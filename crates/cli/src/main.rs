//! vpce - Command-line client for the VPC Endpoint Generator API

use anyhow::{Context, Result};
use clap::{Args, Parser, Subcommand, ValueEnum};
use colored::Colorize;
use serde::Serialize;
use serde_json::{json, Value};
use std::path::PathBuf;
use tabled::{Table, Tabled};
use vpce_core::application::EndpointRequest;
use vpce_core::domain::ScriptDialect;

const DEFAULT_API_URL: &str = "http://127.0.0.1:8000";

#[derive(Parser)]
#[command(name = "vpce")]
#[command(about = "AWS VPC Endpoint Generator CLI", long_about = None)]
#[command(version)]
struct Cli {
    #[command(subcommand)]
    command: Commands,

    /// API server URL
    #[arg(long, env = "VPCE_API_URL", default_value = DEFAULT_API_URL)]
    api_url: String,
}

#[derive(Subcommand)]
enum Commands {
    /// Check that the server is up
    Health,

    /// List the regions offered by the server
    Regions,

    /// Write AWS credentials into the server's AWS CLI profile
    Configure {
        #[arg(long, env = "AWS_ACCESS_KEY_ID", hide_env_values = true)]
        access_key: String,

        #[arg(long, env = "AWS_SECRET_ACCESS_KEY", hide_env_values = true)]
        secret_key: String,

        #[arg(long, env = "AWS_REGION")]
        region: String,

        /// json, yaml, yaml-stream, text or table
        #[arg(long, default_value = "json")]
        output_format: String,

        #[arg(long, env = "AWS_SESSION_TOKEN", hide_env_values = true)]
        session_token: Option<String>,
    },

    /// Validate endpoint inputs without generating anything
    Validate(EndpointArgs),

    /// Generate an endpoint creation script
    Generate {
        #[command(flatten)]
        endpoint: EndpointArgs,

        /// Write the script here instead of printing it
        #[arg(short, long)]
        out: Option<PathBuf>,
    },

    /// Run a script on the server
    Execute {
        /// Script file
        file: PathBuf,

        /// Interpreter (default: from the file extension)
        #[arg(long, value_enum)]
        shell: Option<Shell>,
    },

    /// List the route tables of a VPC
    RouteTables {
        #[arg(long)]
        vpc_id: String,

        /// Defaults to the server's configured region
        #[arg(long)]
        region: Option<String>,
    },
}

#[derive(Args, Debug, Clone)]
struct EndpointArgs {
    /// Interface or Gateway
    #[arg(short = 't', long = "type")]
    endpoint_type: String,

    #[arg(short, long)]
    region: String,

    #[arg(long)]
    vpc_id: String,

    /// Service name, e.g. com.amazonaws.us-east-1.s3 (repeatable)
    #[arg(short, long = "service", required = true)]
    services: Vec<String>,

    /// Subnet ID for Interface endpoints (repeatable)
    #[arg(long = "subnet")]
    subnets: Vec<String>,

    /// Security group ID for Interface endpoints (repeatable)
    #[arg(long = "security-group")]
    security_groups: Vec<String>,

    /// Disable private DNS for Interface endpoints
    #[arg(long)]
    no_private_dns: bool,

    /// Route table ID for Gateway endpoints (repeatable)
    #[arg(long = "route-table")]
    route_tables: Vec<String>,

    /// Attach every route table in the VPC (resolved when the script runs)
    #[arg(long)]
    all_route_tables: bool,

    #[arg(long)]
    tag_prefix: Option<String>,

    #[arg(long)]
    tag_suffix: Option<String>,

    #[arg(long, value_enum)]
    shell: Option<Shell>,
}

#[derive(ValueEnum, Debug, Clone, Copy, PartialEq, Eq)]
enum Shell {
    Powershell,
    Bash,
}

impl From<Shell> for ScriptDialect {
    fn from(shell: Shell) -> Self {
        match shell {
            Shell::Powershell => ScriptDialect::PowerShell,
            Shell::Bash => ScriptDialect::Bash,
        }
    }
}

fn non_empty(values: &[String]) -> Option<Vec<String>> {
    if values.is_empty() {
        None
    } else {
        Some(values.to_vec())
    }
}

impl EndpointArgs {
    fn to_request(&self) -> EndpointRequest {
        EndpointRequest {
            endpoint_type: self.endpoint_type.clone(),
            region: self.region.clone(),
            vpc_id: self.vpc_id.clone(),
            service_names: non_empty(&self.services),
            service_name: None,
            tag_prefix: self.tag_prefix.clone(),
            tag_suffix: self.tag_suffix.clone(),
            subnets: non_empty(&self.subnets),
            security_groups: non_empty(&self.security_groups),
            private_dns_enabled: Some(!self.no_private_dns),
            route_tables: non_empty(&self.route_tables),
            select_all_route_tables: self.all_route_tables,
            shell: self.shell.map(ScriptDialect::from),
        }
    }
}

/// Non-2xx answer from the API
#[derive(Debug, thiserror::Error)]
#[error("API error ({status}): {}", describe_detail(.detail))]
struct ApiFailure {
    status: u16,
    detail: Value,
}

/// Readable text for a `{"detail": ...}` payload
fn describe_detail(detail: &Value) -> String {
    match detail {
        Value::String(s) => s.clone(),
        Value::Object(map) => {
            if let Some(errors) = map
                .get("validation_errors")
                .or_else(|| map.get("errors"))
                .and_then(Value::as_array)
            {
                let lines: Vec<String> = errors
                    .iter()
                    .map(|e| format!("  - {}", e.as_str().map(str::to_string).unwrap_or_else(|| e.to_string())))
                    .collect();
                let heading = map
                    .get("message")
                    .and_then(Value::as_str)
                    .unwrap_or("Validation failed");
                return format!("{}\n{}", heading, lines.join("\n"));
            }
            let message = map.get("message").and_then(Value::as_str);
            let error = map.get("error").and_then(Value::as_str);
            match (map.get("exit_code").and_then(Value::as_i64), message, error) {
                (Some(code), _, Some(error)) => format!("exit code {}: {}", code, error),
                (None, Some(message), Some(error)) => format!("{}: {}", message, error),
                _ => detail.to_string(),
            }
        }
        other => other.to_string(),
    }
}

struct ApiClient {
    base_url: String,
    http: reqwest::Client,
}

impl ApiClient {
    fn new(base_url: &str) -> Self {
        Self {
            base_url: base_url.trim_end_matches('/').to_string(),
            http: reqwest::Client::new(),
        }
    }

    async fn get(&self, path: &str, query: &[(&str, &str)]) -> Result<Value> {
        let response = self
            .http
            .get(format!("{}{}", self.base_url, path))
            .query(query)
            .send()
            .await
            .with_context(|| format!("Failed to connect to {}", self.base_url))?;
        Self::read(response).await
    }

    async fn post<T: Serialize>(&self, path: &str, body: &T) -> Result<Value> {
        let response = self
            .http
            .post(format!("{}{}", self.base_url, path))
            .json(body)
            .send()
            .await
            .with_context(|| format!("Failed to connect to {}", self.base_url))?;
        Self::read(response).await
    }

    async fn read(response: reqwest::Response) -> Result<Value> {
        let status = response.status();
        let body: Value = response.json().await.context("Failed to parse response")?;

        if status.is_success() {
            Ok(body)
        } else {
            Err(ApiFailure {
                status: status.as_u16(),
                detail: body.get("detail").cloned().unwrap_or(body),
            }
            .into())
        }
    }
}

#[derive(Tabled)]
struct RegionRow {
    #[tabled(rename = "#")]
    index: usize,
    region: String,
}

#[derive(Tabled)]
struct RouteTableRow {
    route_table: String,
}

#[tokio::main]
async fn main() -> Result<()> {
    let cli = Cli::parse();
    let api = ApiClient::new(&cli.api_url);

    match cli.command {
        Commands::Health => {
            let health = api.get("/health", &[]).await?;
            let info = api.get("/", &[]).await?;

            println!("{}", "Server Status".cyan().bold());
            println!();
            println!("  {} {}", "API URL:".bold(), cli.api_url);
            println!(
                "  {} {}",
                "Status:".bold(),
                health["status"].as_str().unwrap_or("unknown").green()
            );
            println!("  {} {}", "Version:".bold(), info["version"].as_str().unwrap_or("?"));
        }

        Commands::Regions => {
            let result = api.get("/api/regions", &[]).await?;
            let rows: Vec<RegionRow> = result["regions"]
                .as_array()
                .map(|regions| {
                    regions
                        .iter()
                        .filter_map(Value::as_str)
                        .enumerate()
                        .map(|(i, r)| RegionRow {
                            index: i + 1,
                            region: r.to_string(),
                        })
                        .collect()
                })
                .unwrap_or_default();

            println!("{}", Table::new(rows));
        }

        Commands::Configure {
            access_key,
            secret_key,
            region,
            output_format,
            session_token,
        } => {
            let body = json!({
                "access_key": access_key,
                "secret_key": secret_key,
                "region": region,
                "output_format": output_format,
                "session_token": session_token,
            });

            let result = api.post("/api/configure", &body).await?;

            println!("{}", "✓ AWS CLI configured successfully".green().bold());
            println!();
            println!("  {} {}", "Profile:".bold(), result["details"]["profile"].as_str().unwrap_or("?"));
            println!("  {} {}", "Region:".bold(), result["details"]["region"].as_str().unwrap_or("?"));
        }

        Commands::Validate(endpoint) => {
            api.post("/api/validate", &endpoint.to_request()).await?;
            println!("{}", "✓ All inputs are valid".green().bold());
        }

        Commands::Generate { endpoint, out } => {
            let result = api.post("/api/generate", &endpoint.to_request()).await?;
            let content = result["ps1_content"].as_str().unwrap_or_default();

            match out {
                Some(path) => {
                    std::fs::write(&path, content)
                        .with_context(|| format!("Failed to write {}", path.display()))?;
                    println!(
                        "{}",
                        format!("✓ Script written to {}", path.display()).green().bold()
                    );
                }
                None => print!("{}", content),
            }

            if let Some(command) = result["command"].as_str() {
                eprintln!();
                eprintln!("{}", "AWS CLI commands:".cyan().bold());
                for cmd in command.split(" && ") {
                    eprintln!("  {}", cmd);
                }
            }
        }

        Commands::Execute { file, shell } => {
            let content = std::fs::read_to_string(&file)
                .with_context(|| format!("Failed to read {}", file.display()))?;
            let script_name = file
                .file_name()
                .map(|n| n.to_string_lossy().into_owned());
            let body = json!({
                "ps1_content": content,
                "script_name": script_name,
                "shell": shell.map(ScriptDialect::from),
            });

            match api.post("/api/execute", &body).await {
                Ok(result) => {
                    println!("{}", "✓ Script executed successfully".green().bold());
                    println!();
                    println!("{}", result["output"].as_str().unwrap_or_default());
                    if let Some(stderr) = result["error"].as_str() {
                        eprintln!("{}", stderr.yellow());
                    }
                }
                Err(e) => {
                    if let Some(failure) = e.downcast_ref::<ApiFailure>() {
                        if let Some(output) = failure.detail.get("output").and_then(Value::as_str) {
                            println!("{}", output);
                        }
                    }
                    println!("{}", "✗ Script execution failed".red().bold());
                    return Err(e);
                }
            }
        }

        Commands::RouteTables { vpc_id, region } => {
            let mut query = vec![("vpc_id", vpc_id.as_str())];
            if let Some(region) = region.as_deref() {
                query.push(("region", region));
            }

            let result = api.get("/api/route-tables", &query).await?;
            let rows: Vec<RouteTableRow> = result["route_tables"]
                .as_array()
                .map(|ids| {
                    ids.iter()
                        .filter_map(Value::as_str)
                        .map(|id| RouteTableRow {
                            route_table: id.to_string(),
                        })
                        .collect()
                })
                .unwrap_or_default();

            println!(
                "{}",
                format!(
                    "Route tables in {} ({})",
                    result["vpc_id"].as_str().unwrap_or(&vpc_id),
                    result["region"].as_str().unwrap_or("?")
                )
                .cyan()
                .bold()
            );
            if rows.is_empty() {
                println!("{}", "No route tables found".yellow());
            } else {
                println!("{}", Table::new(rows));
            }
        }
    }

    Ok(())
}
##############################
## Assignment
If a line in the records has the word "configured", copy that line.

## Output for this exercise
        /// Defaults to the server's configured region
            println!("{}", "✓ AWS CLI configured successfully".green().bold());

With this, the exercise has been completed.